From an article on Velo News: Dick Pound talks Floyd Landis, Lance Armstrong and the system
“Absolutely,” Pound said. “You can do a lot more with a confession like that and allegations and information that they can provide than you can ever do with results that come from the odd guy who pees in a bottle. In principle, I am very comfortable with it.”

In criminal trials, he said, “you can hang people even without bloodstained clothes. It’s a matter of having the kind of panels and the people on those panels who are in a position to weigh the evidence and arrive at the level of proof — to the comfortable satisfaction of the panel — that CAS has adopted as the standard of proof.”

Pound added that the more rigorous “comfortable satisfaction” standard is applied to anti-doping authorities when presenting their evidence “but the athlete must only meet a ‘balance of probabilities’ standard (when submitting evidence in their defense). It really is all well calibrated.”
Citing a hypothetical example of someone charged with distribution of 300 syringes of Aranesp, Pound said: “You don’t need the actual syringes to make the case. Eyewitness testimony of a delivery, credit card receipts … all of that is admissible and it’s up to the panel to weigh that evidence.”
The legal standards of proof can be found on: http://en.wikipedia.org/wiki/Legal_burden_of_proof
I've compiled a table and placed 'comfortable satisfaction' where I think it should be, which is level 8


TABLE 1: "STANDARD OF PROOF"


Level
Standard of proof
Description
General use (& Sport related)
RRS (2013-2016)

10
Exclusion (elimination) of all other possibilities. Also: beyond the shadow of a doubt)
No other reason can be found – however unlikely – that can explain what has happened.
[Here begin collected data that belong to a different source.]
//! Archive writers shared by `backup`, `compress` and `zip-encrypt`.

use std::fs::File;
use std::io::{self, BufReader, Write};
use std::path::{Path, PathBuf};

use color_eyre::eyre::{bail, eyre, WrapErr};
use color_eyre::Result;
use flate2::write::GzEncoder;
use flate2::Compression;
use walkdir::WalkDir;
use zip::unstable::write::FileOptionsExt;
use zip::write::SimpleFileOptions;
use zip::{CompressionMethod, ZipWriter};

use crate::{constants, output};

/// Last path component of `source`, used as the archive root name.
fn root_name(source: &Path) -> Result<PathBuf> {
    let absolute = source
        .canonicalize()
        .wrap_err_with(|| format!("Path not found: {}", source.display()))?;
    absolute
        .file_name()
        .map(PathBuf::from)
        .ok_or_else(|| eyre!("Cannot archive {}", source.display()))
}

/// One entry below a source directory.
struct SourceEntry {
    path: PathBuf,
    /// `/`-separated path relative to the source directory.
    name: String,
    is_dir: bool,
}

/// Walks `dir` in name order, leaving out `skip` (the archive being
/// written, when it lives inside the tree).
fn walk_source(dir: &Path, skip: Option<&Path>) -> Result<Vec<SourceEntry>> {
    let dir = dir
        .canonicalize()
        .wrap_err_with(|| format!("Path not found: {}", dir.display()))?;
    let mut entries = Vec::new();
    for entry in WalkDir::new(&dir).min_depth(1).sort_by_file_name() {
        let entry = entry?;
        if skip == Some(entry.path()) {
            tracing::debug!(path = %entry.path().display(), "skipping archive being written");
            continue;
        }
        let name = entry
            .path()
            .strip_prefix(&dir)?
            .components()
            .map(|c| c.as_os_str().to_string_lossy())
            .collect::<Vec<_>>()
            .join("/");
        entries.push(SourceEntry {
            path: entry.path().to_path_buf(),
            name,
            is_dir: entry.file_type().is_dir(),
        });
    }
    Ok(entries)
}

/// Creates `output` and returns it with its canonical path.
fn create_output(output: &Path) -> Result<(File, PathBuf)> {
    let file = File::create(output)
        .wrap_err_with(|| format!("Failed to create {}", output.display()))?;
    let canonical = output.canonicalize()?;
    Ok((file, canonical))
}

/// Writes `source` (file or directory) to a gzip-compressed tarball at
/// `output`, stored under the source's own name.
///
/// # Errors
///
/// Returns an error if `source` does not exist or the archive cannot be
/// written.
pub fn write_tar_gz(source: &Path, output: &Path) -> Result<()> {
    let name = root_name(source)?;
    tracing::debug!(source = %source.display(), output = %output.display(), "writing tar.gz");

    let (file, written) = create_output(output)?;
    let mut builder = tar::Builder::new(GzEncoder::new(file, Compression::default()));
    if source.is_dir() {
        builder.append_dir(&name, source)?;
        for entry in walk_source(source, Some(&written))? {
            let entry_name = name.join(&entry.name);
            if entry.is_dir {
                builder.append_dir(&entry_name, &entry.path)?;
            } else {
                builder.append_path_with_name(&entry.path, &entry_name)?;
            }
        }
    } else {
        builder.append_path_with_name(source, &name)?;
    }
    builder.into_inner()?.finish()?;
    Ok(())
}

/// Archives a directory into a `tar.gz` at `dest`.
///
/// # Errors
///
/// Returns an error if `source` is not a directory or writing fails.
pub fn backup(out: &mut dyn Write, source: &Path, dest: &Path) -> Result<()> {
    if !source.is_dir() {
        bail!("Source must be a directory: {}", source.display());
    }
    write_tar_gz(source, dest).wrap_err("Backup failed")?;
    output::success(out, &format!("{}{}", constants::MSG_BACKUP_CREATED, dest.display()))?;
    Ok(())
}

/// Files to place in a zip, paired with their entry names.
///
/// A single file is stored under its file name; a directory contributes
/// every entry below it with paths relative to it, except `skip`.
fn zip_entries(source: &Path, skip: Option<&Path>) -> Result<Vec<(PathBuf, String, bool)>> {
    if source.is_file() {
        let name = root_name(source)?;
        return Ok(vec![(source.to_path_buf(), name.to_string_lossy().into_owned(), false)]);
    }
    if !source.is_dir() {
        bail!("Path not found: {}", source.display());
    }
    Ok(walk_source(source, skip)?
        .into_iter()
        .map(|entry| (entry.path, entry.name, entry.is_dir))
        .collect())
}

/// Writes a Deflate-compressed zip whose entries are encrypted with the
/// traditional PKWARE scheme.
///
/// # Errors
///
/// Returns an error for an empty password, a missing source, or any write
/// failure.
pub fn write_encrypted_zip(source: &Path, output: &Path, password: &str) -> Result<()> {
    if password.is_empty() {
        bail!("Password must not be empty.");
    }
    if !source.exists() {
        bail!("Path not found: {}", source.display());
    }

    let (file, written) = create_output(output)?;
    let entries = zip_entries(source, Some(&written))?;
    let mut zip = ZipWriter::new(file);
    let options = SimpleFileOptions::default()
        .compression_method(CompressionMethod::Deflated)
        .with_deprecated_encryption(password.as_bytes());

    for (path, name, is_dir) in entries {
        if is_dir {
            zip.add_directory(name, options)?;
            continue;
        }
        tracing::debug!(entry = %name, "adding");
        zip.start_file(name, options)?;
        let mut reader = BufReader::new(File::open(&path)?);
        io::copy(&mut reader, &mut zip)?;
    }
    zip.finish()?;
    Ok(())
}

/// Creates a password-protected zip of `source` at `dest`.
///
/// # Errors
///
/// Returns an error for an empty password, a missing source, or any write
/// failure.
pub fn zip_encrypt(out: &mut dyn Write, source: &Path, dest: &Path, password: &str) -> Result<()> {
    write_encrypted_zip(source, dest, password)?;
    output::success(out, &format!("{}{}", constants::MSG_ARCHIVE_CREATED, dest.display()))?;
    Ok(())
}

#[cfg(test)]
mod tests {
    use super::*;
    use flate2::read::GzDecoder;
    use std::fs;

    fn tar_names(path: &Path) -> Vec<String> {
        let mut archive = tar::Archive::new(GzDecoder::new(File::open(path).unwrap()));
        let mut names: Vec<String> = archive
            .entries()
            .unwrap()
            .map(|e| {
                e.unwrap()
                    .path()
                    .unwrap()
                    .to_string_lossy()
                    .trim_end_matches('/')
                    .to_string()
            })
            .collect();
        names.sort();
        names
    }

    fn sample_tree(root: &Path) -> PathBuf {
        let project = root.join("project");
        fs::create_dir_all(project.join("src")).unwrap();
        fs::write(project.join("README"), "readme").unwrap();
        fs::write(project.join("src").join("main.txt"), "main").unwrap();
        project
    }

    #[test]
    fn test_tar_gz_of_directory_uses_directory_name() {
        let dir = tempfile::tempdir().unwrap();
        let project = sample_tree(dir.path());
        let archive = dir.path().join("out.tar.gz");

        write_tar_gz(&project, &archive).unwrap();
        let names = tar_names(&archive);
        assert!(names.contains(&"project/README".to_string()));
        assert!(names.contains(&"project/src/main.txt".to_string()));
        assert!(names.iter().all(|n| n.starts_with("project")));
    }

    #[test]
    fn test_tar_gz_of_single_file() {
        let dir = tempfile::tempdir().unwrap();
        let file = dir.path().join("notes.txt");
        fs::write(&file, "hello").unwrap();
        let archive = dir.path().join("notes.tar.gz");

        write_tar_gz(&file, &archive).unwrap();
        assert_eq!(tar_names(&archive), vec!["notes.txt"]);
    }

    #[test]
    fn test_backup_requires_directory() {
        let dir = tempfile::tempdir().unwrap();
        let file = dir.path().join("f.txt");
        fs::write(&file, "x").unwrap();

        let mut out = Vec::new();
        let err = backup(&mut out, &file, &dir.path().join("b.tar.gz")).unwrap_err();
        assert!(err.to_string().contains("must be a directory"));
    }

    #[test]
    fn test_backup_reports_destination() {
        let dir = tempfile::tempdir().unwrap();
        let project = sample_tree(dir.path());
        let dest = dir.path().join("backup.tar.gz");

        let mut out = Vec::new();
        backup(&mut out, &project, &dest).unwrap();
        assert!(dest.exists());
        assert!(String::from_utf8(out).unwrap().contains("Backup created at "));
    }

    #[test]
    fn test_zip_entries_relative_to_directory() {
        let dir = tempfile::tempdir().unwrap();
        let project = sample_tree(dir.path());

        let names: Vec<String> = zip_entries(&project, None)
            .unwrap()
            .into_iter()
            .map(|(_, name, _)| name)
            .collect();
        assert_eq!(names, vec!["README", "src", "src/main.txt"]);
    }

    #[test]
    fn test_encrypted_zip_marks_entries_encrypted() {
        let dir = tempfile::tempdir().unwrap();
        let project = sample_tree(dir.path());
        let archive = dir.path().join("secret.zip");

        write_encrypted_zip(&project, &archive, "hunter2").unwrap();

        let mut zip = zip::ZipArchive::new(File::open(&archive).unwrap()).unwrap();
        assert_eq!(zip.len(), 3);
        assert!(zip.by_name("src/main.txt").is_err());

        let mut entry = zip.by_name_decrypt("src/main.txt", b"hunter2").unwrap();
        let mut content = String::new();
        io::Read::read_to_string(&mut entry, &mut content).unwrap();
        assert_eq!(content, "main");
    }

    #[test]
    fn test_encrypted_zip_rejects_empty_password() {
        let dir = tempfile::tempdir().unwrap();
        let file = dir.path().join("f.txt");
        fs::write(&file, "x").unwrap();
        assert!(write_encrypted_zip(&file, &dir.path().join("f.zip"), "").is_err());
    }

    #[test]
    fn test_backup_inside_source_leaves_out_itself() {
        let dir = tempfile::tempdir().unwrap();
        let project = sample_tree(dir.path());
        let dest = project.join("zzz-backup.tar.gz");

        let mut out = Vec::new();
        backup(&mut out, &project, &dest).unwrap();
        assert_eq!(
            tar_names(&dest),
            vec!["project", "project/README", "project/src", "project/src/main.txt"]
        );
    }

    #[test]
    fn test_encrypted_zip_inside_source_leaves_out_itself() {
        let dir = tempfile::tempdir().unwrap();
        let project = sample_tree(dir.path());
        let archive = project.join("secret.zip");
        fs::write(&archive, "stale").unwrap();

        write_encrypted_zip(&project, &archive, "hunter2").unwrap();

        let zip = zip::ZipArchive::new(File::open(&archive).unwrap()).unwrap();
        let mut names: Vec<&str> = zip.file_names().map(|n| n.trim_end_matches('/')).collect();
        names.sort_unstable();
        assert_eq!(names, vec!["README", "src", "src/main.txt"]);
    }
}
There is NO doubt.
Impossible to achieve; even in law cases this is never used
-
-
A
9
Beyond a reasonable doubt
In negative terms, as a proof having been met if there is no plausible reason to believe otherwise.
Criminal Cases
Gross Misconduct
(RRS 69; before 2013)

8
With comfortable satisfaction, required by the seriousness of the allegation
It is highly unlikely that the allegation is not true.(note 1)
Doping and (often) in Appeal Cases
Gross Misconduct
(RRS 69; since 2013)
B
7
Clearly established/ clear and convincing evidence
With a high degree of probability established that the allegation is true. A firm belief or conviction in its factuality.
Equity Cases (paternity, juvenile delinquency, child custody, wills, etc.)
Fair sailing  & sportsmanship (RRS 2)
C
6
Balance of probabilities or preponderance of evidence
The proposition is more likely to be true than not true. Effectively, the standard is satisfied if there is greater than 50 percent chance that the proposition is true.
Civil Cases / Rules of the Game
All RRS Except 2 & 69

5
Substantial evidence
Such relevant evidence as a reasonable mind might accept as adequate to support a conclusion
-
-

4
Some credible evidence

-
-

3
Probable Cause for arrest

-
-

2
Reasonable to believe

-
-

1
Reasonable suspicion




0
Benefit of assumption
Needs no evidence to support a claim
-
-

Note 1 | The standard of proof 'Comfortable Satisfaction' is more than 'Clearly established' and certainly more than 'Balance of probabilities', but less than 'Beyond a reasonable doubt'. I've added my description in italics - since I could not find any other.

Submissions

I did find a description in the submission that prompted this change. There were three submissions about rule 69 this year; Submission 123-12, Submission 124-12 & Submission 125-12.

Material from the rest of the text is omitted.